Stored items:
use anyhow::{Result, Context};
use log::{debug, warn};
use std::fs;
use std::path::{Path, PathBuf};
use walkdir::WalkDir;

// @module: File and directory utilities

/// Outcome of asking the user (or a preset) for a location
#[derive(Debug, Clone, PartialEq, Eq)]
pub enum Selection {
    Chosen(PathBuf),
    Cancelled,
}

impl Selection {
    // @returns: Chosen path, if any
    pub fn path(&self) -> Option<&Path> {
        match self {
            Selection::Chosen(path) => Some(path),
            Selection::Cancelled => None,
        }
    }

    pub fn is_cancelled(&self) -> bool {
        matches!(self, Selection::Cancelled)
    }
}

/// Picks an existing input file
pub trait FileSource {
    fn choose_input(&self, purpose: &str) -> Selection;
}

/// Picks where to save one output file, given its suggested name
pub trait FileSink {
    fn choose_save_path(&self, suggested_name: &str) -> Selection;
}

/// Picks a directory to write a set of outputs into
pub trait DirectorySink {
    fn choose_directory(&self, purpose: &str) -> Selection;
}

// @struct: Locations fixed up front on the command line
#[derive(Debug, Clone, Default)]
pub struct PresetLocations {
    // @field: Answer to every input request
    pub input: Option<PathBuf>,
    // @field: Directory outputs are saved into
    pub output_dir: PathBuf,
    // @field: Replace files that already exist
    pub force_overwrite: bool,
}

impl PresetLocations {
    pub fn new(input: Option<PathBuf>, output_dir: PathBuf, force_overwrite: bool) -> Self {
        Self {
            input,
            output_dir,
            force_overwrite,
        }
    }
}

impl FileSource for PresetLocations {
    fn choose_input(&self, purpose: &str) -> Selection {
        match &self.input {
            Some(path) => {
                debug!("Using {:?} as {}", path, purpose);
                Selection::Chosen(path.clone())
            }
            None => Selection::Cancelled,
        }
    }
}

impl FileSink for PresetLocations {
    fn choose_save_path(&self, suggested_name: &str) -> Selection {
        let path = self.output_dir.join(suggested_name);
        if path.exists() && !self.force_overwrite {
            warn!("Skipping {:?}, file already exists (use -f to force overwrite)", path);
            return Selection::Cancelled;
        }
        Selection::Chosen(path)
    }
}

impl DirectorySink for PresetLocations {
    fn choose_directory(&self, purpose: &str) -> Selection {
        debug!("Writing {} into {:?}", purpose, self.output_dir);
        Selection::Chosen(self.output_dir.clone())
    }
}

// @struct: File operations utility
pub struct FileManager;

impl FileManager {
    // @checks: File existence
    pub fn file_exists<P: AsRef<Path>>(path: P) -> bool {
        path.as_ref().exists() && path.as_ref().is_file()
    }

    // @checks: Directory existence
    pub fn dir_exists<P: AsRef<Path>>(path: P) -> bool {
        path.as_ref().exists() && path.as_ref().is_dir()
    }

    // @creates: Directory and parents if needed
    pub fn ensure_dir<P: AsRef<Path>>(path: P) -> Result<()> {
        let path = path.as_ref();
        if !path.exists() {
            fs::create_dir_all(path)
                .with_context(|| format!("Failed to create directory: {:?}", path))?;
        }
        Ok(())
    }

    /// Find files with any of the given extensions, sorted by path
    pub fn find_files<P: AsRef<Path>>(dir: P, extensions: &[&str]) -> Result<Vec<PathBuf>> {
        let mut result = Vec::new();

        for entry in WalkDir::new(dir.as_ref()).follow_links(true) {
            let entry = entry.context("Failed to read directory entry")?;
            let path = entry.path();

            if path.is_file() {
                if let Some(ext) = path.extension() {
                    let ext = ext.to_string_lossy();
                    if extensions
                        .iter()
                        .any(|wanted| ext.eq_ignore_ascii_case(wanted.trim_start_matches('.')))
                    {
                        result.push(path.to_path_buf());
                    }
                }
            }
        }

        result.sort();
        Ok(result)
    }

    /// The file itself, or every matching file below a directory
    pub fn collect_inputs<P: AsRef<Path>>(input: P, extensions: &[&str]) -> Result<Vec<PathBuf>> {
        let input = input.as_ref();
        if Self::file_exists(input) {
            Ok(vec![input.to_path_buf()])
        } else if Self::dir_exists(input) {
            Self::find_files(input, extensions)
        } else {
            Err(anyhow::anyhow!("Input path does not exist: {:?}", input))
        }
    }

    /// Read a file to a string
    pub fn read_to_string<P: AsRef<Path>>(path: P) -> Result<String> {
        fs::read_to_string(&path)
            .with_context(|| format!("Failed to read file: {:?}", path.as_ref()))
    }

    /// Read a file to bytes
    pub fn read_bytes<P: AsRef<Path>>(path: P) -> Result<Vec<u8>> {
        fs::read(&path)
            .with_context(|| format!("Failed to read file: {:?}", path.as_ref()))
    }

    /// Write bytes to a file, creating the parent directory
    pub fn write_bytes<P: AsRef<Path>>(path: P, content: &[u8]) -> Result<()> {
        if let Some(parent) = path.as_ref().parent() {
            Self::ensure_dir(parent)?;
        }

        fs::write(&path, content)
            .with_context(|| format!("Failed to write to file: {:?}", path.as_ref()))
    }
}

(Task objective)
Repeat every line of the data, exactly and in full.

(Result for this exercise)
use anyhow::{Result, Context};
use log::{debug, warn};
use std::fs;
use std::path::{Path, PathBuf};
use walkdir::WalkDir;

// @module: File and directory utilities

/// Outcome of asking the user (or a preset) for a location
#[derive(Debug, Clone, PartialEq, Eq)]
pub enum Selection {
    Chosen(PathBuf),
    Cancelled,
}

impl Selection {
    // @returns: Chosen path, if any
    pub fn path(&self) -> Option<&Path> {
        match self {
            Selection::Chosen(path) => Some(path),
            Selection::Cancelled => None,
        }
    }

    pub fn is_cancelled(&self) -> bool {
        matches!(self, Selection::Cancelled)
    }
}

/// Picks an existing input file
pub trait FileSource {
    fn choose_input(&self, purpose: &str) -> Selection;
}

/// Picks where to save one output file, given its suggested name
pub trait FileSink {
    fn choose_save_path(&self, suggested_name: &str) -> Selection;
}

/// Picks a directory to write a set of outputs into
pub trait DirectorySink {
    fn choose_directory(&self, purpose: &str) -> Selection;
}

// @struct: Locations fixed up front on the command line
#[derive(Debug, Clone, Default)]
pub struct PresetLocations {
    // @field: Answer to every input request
    pub input: Option<PathBuf>,
    // @field: Directory outputs are saved into
    pub output_dir: PathBuf,
    // @field: Replace files that already exist
    pub force_overwrite: bool,
}

impl PresetLocations {
    pub fn new(input: Option<PathBuf>, output_dir: PathBuf, force_overwrite: bool) -> Self {
        Self {
            input,
            output_dir,
            force_overwrite,
        }
    }
}

impl FileSource for PresetLocations {
    fn choose_input(&self, purpose: &str) -> Selection {
        match &self.input {
            Some(path) => {
                debug!("Using {:?} as {}", path, purpose);
                Selection::Chosen(path.clone())
            }
            None => Selection::Cancelled,
        }
    }
}

impl FileSink for PresetLocations {
    fn choose_save_path(&self, suggested_name: &str) -> Selection {
        let path = self.output_dir.join(suggested_name);
        if path.exists() && !self.force_overwrite {
            warn!("Skipping {:?}, file already exists (use -f to force overwrite)", path);
            return Selection::Cancelled;
        }
        Selection::Chosen(path)
    }
}

impl DirectorySink for PresetLocations {
    fn choose_directory(&self, purpose: &str) -> Selection {
        debug!("Writing {} into {:?}", purpose, self.output_dir);
        Selection::Chosen(self.output_dir.clone())
    }
}

// @struct: File operations utility
pub struct FileManager;

impl FileManager {
    // @checks: File existence
    pub fn file_exists<P: AsRef<Path>>(path: P) -> bool {
        path.as_ref().exists() && path.as_ref().is_file()
    }

    // @checks: Directory existence
    pub fn dir_exists<P: AsRef<Path>>(path: P) -> bool {
        path.as_ref().exists() && path.as_ref().is_dir()
    }

    // @creates: Directory and parents if needed
    pub fn ensure_dir<P: AsRef<Path>>(path: P) -> Result<()> {
        let path = path.as_ref();
        if !path.exists() {
            fs::create_dir_all(path)
                .with_context(|| format!("Failed to create directory: {:?}", path))?;
        }
        Ok(())
    }

    /// Find files with any of the given extensions, sorted by path
    pub fn find_files<P: AsRef<Path>>(dir: P, extensions: &[&str]) -> Result<Vec<PathBuf>> {
        let mut result = Vec::new();

        for entry in WalkDir::new(dir.as_ref()).follow_links(true) {
            let entry = entry.context("Failed to read directory entry")?;
            let path = entry.path();

            if path.is_file() {
                if let Some(ext) = path.extension() {
                    let ext = ext.to_string_lossy();
                    if extensions
                        .iter()
                        .any(|wanted| ext.eq_ignore_ascii_case(wanted.trim_start_matches('.')))
                    {
                        result.push(path.to_path_buf());
                    }
                }
            }
        }

        result.sort();
        Ok(result)
    }

    /// The file itself, or every matching file below a directory
    pub fn collect_inputs<P: AsRef<Path>>(input: P, extensions: &[&str]) -> Result<Vec<PathBuf>> {
        let input = input.as_ref();
        if Self::file_exists(input) {
            Ok(vec![input.to_path_buf()])
        } else if Self::dir_exists(input) {
            Self::find_files(input, extensions)
        } else {
            Err(anyhow::anyhow!("Input path does not exist: {:?}", input))
        }
    }

    /// Read a file to a string
    pub fn read_to_string<P: AsRef<Path>>(path: P) -> Result<String> {
        fs::read_to_string(&path)
            .with_context(|| format!("Failed to read file: {:?}", path.as_ref()))
    }

    /// Read a file to bytes
    pub fn read_bytes<P: AsRef<Path>>(path: P) -> Result<Vec<u8>> {
        fs::read(&path)
            .with_context(|| format!("Failed to read file: {:?}", path.as_ref()))
    }

    /// Write bytes to a file, creating the parent directory
    pub fn write_bytes<P: AsRef<Path>>(path: P, content: &[u8]) -> Result<()> {
        if let Some(parent) = path.as_ref().parent() {
            Self::ensure_dir(parent)?;
        }

        fs::write(&path, content)
            .with_context(|| format!("Failed to write to file: {:?}", path.as_ref()))
    }
}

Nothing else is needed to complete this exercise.